Top of Data records
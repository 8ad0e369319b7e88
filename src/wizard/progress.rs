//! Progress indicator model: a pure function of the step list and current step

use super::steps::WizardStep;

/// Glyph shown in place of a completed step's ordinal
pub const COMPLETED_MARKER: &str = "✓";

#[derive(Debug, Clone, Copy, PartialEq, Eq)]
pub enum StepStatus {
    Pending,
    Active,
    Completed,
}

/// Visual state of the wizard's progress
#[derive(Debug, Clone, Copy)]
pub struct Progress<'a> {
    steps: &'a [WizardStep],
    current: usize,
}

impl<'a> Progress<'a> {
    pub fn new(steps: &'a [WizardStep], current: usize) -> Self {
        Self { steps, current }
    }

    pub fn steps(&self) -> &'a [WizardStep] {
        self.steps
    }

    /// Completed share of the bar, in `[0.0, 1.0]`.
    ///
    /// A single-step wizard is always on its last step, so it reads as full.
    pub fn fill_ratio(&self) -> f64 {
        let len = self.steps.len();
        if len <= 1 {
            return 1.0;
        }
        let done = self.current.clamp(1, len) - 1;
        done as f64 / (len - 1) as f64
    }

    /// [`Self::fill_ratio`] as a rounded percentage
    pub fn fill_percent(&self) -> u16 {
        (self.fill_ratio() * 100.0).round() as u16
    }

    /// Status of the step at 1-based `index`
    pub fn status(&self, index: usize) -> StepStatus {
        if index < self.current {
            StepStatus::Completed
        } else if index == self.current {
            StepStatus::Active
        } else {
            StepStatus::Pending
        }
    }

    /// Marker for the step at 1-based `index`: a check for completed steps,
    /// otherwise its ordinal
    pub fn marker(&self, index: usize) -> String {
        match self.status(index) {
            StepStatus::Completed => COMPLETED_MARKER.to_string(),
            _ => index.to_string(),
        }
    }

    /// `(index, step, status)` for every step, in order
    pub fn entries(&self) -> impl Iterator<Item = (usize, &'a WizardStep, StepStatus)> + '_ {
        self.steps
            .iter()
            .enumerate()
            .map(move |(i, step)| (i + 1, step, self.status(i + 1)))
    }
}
Bottom of Data records
Top of Data records
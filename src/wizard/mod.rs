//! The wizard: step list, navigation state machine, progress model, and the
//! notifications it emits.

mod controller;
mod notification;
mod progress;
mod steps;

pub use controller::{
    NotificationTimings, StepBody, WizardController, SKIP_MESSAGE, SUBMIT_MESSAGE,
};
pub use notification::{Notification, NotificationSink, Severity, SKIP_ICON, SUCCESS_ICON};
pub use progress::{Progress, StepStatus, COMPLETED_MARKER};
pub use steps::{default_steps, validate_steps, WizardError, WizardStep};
Bottom of Data records
Top of Data records
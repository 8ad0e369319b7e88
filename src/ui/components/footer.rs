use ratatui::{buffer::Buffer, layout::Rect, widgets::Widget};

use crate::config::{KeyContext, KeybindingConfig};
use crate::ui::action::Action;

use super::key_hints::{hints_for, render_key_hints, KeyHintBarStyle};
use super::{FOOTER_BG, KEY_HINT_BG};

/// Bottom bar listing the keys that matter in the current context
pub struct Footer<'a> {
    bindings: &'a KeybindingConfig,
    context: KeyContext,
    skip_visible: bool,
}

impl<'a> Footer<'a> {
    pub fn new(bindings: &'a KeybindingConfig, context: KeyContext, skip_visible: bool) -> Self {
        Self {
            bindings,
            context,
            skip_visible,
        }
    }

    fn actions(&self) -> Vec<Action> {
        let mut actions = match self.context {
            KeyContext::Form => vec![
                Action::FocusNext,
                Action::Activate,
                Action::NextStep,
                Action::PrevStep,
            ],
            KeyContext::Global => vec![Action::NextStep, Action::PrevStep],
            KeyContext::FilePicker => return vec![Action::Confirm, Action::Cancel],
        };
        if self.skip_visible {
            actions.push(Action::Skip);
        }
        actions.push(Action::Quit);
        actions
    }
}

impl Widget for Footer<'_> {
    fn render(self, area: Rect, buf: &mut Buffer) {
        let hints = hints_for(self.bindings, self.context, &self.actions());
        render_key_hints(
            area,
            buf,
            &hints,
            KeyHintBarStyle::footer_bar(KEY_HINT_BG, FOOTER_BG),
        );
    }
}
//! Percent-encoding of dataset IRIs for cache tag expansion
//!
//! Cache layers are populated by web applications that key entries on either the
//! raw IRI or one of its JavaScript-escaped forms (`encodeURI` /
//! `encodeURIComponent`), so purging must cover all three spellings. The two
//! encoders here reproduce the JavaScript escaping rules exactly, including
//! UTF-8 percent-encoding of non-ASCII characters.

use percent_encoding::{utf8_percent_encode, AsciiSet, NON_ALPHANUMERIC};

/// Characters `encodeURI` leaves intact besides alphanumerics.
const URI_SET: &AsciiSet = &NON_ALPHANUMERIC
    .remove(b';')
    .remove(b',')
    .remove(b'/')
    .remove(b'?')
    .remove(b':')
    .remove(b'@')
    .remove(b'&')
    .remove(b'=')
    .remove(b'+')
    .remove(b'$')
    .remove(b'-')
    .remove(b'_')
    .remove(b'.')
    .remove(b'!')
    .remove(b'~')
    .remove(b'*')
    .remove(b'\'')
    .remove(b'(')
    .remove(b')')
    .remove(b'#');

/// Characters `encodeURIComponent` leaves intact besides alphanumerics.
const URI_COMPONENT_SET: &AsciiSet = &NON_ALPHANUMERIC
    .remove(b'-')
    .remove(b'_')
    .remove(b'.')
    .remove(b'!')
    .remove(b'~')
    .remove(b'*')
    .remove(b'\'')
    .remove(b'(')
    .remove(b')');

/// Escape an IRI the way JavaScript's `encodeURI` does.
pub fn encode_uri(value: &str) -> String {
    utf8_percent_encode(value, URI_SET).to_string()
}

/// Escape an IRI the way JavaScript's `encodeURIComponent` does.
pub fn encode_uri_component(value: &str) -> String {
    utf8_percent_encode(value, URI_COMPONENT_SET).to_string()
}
Bottom of Data records
- _Instructions for the task_: Return a copy of every line in the records that includes the string "done".

- _Answer_:
        let done = self.current.clamp(1, len) - 1;
        done as f64 / (len - 1) as f64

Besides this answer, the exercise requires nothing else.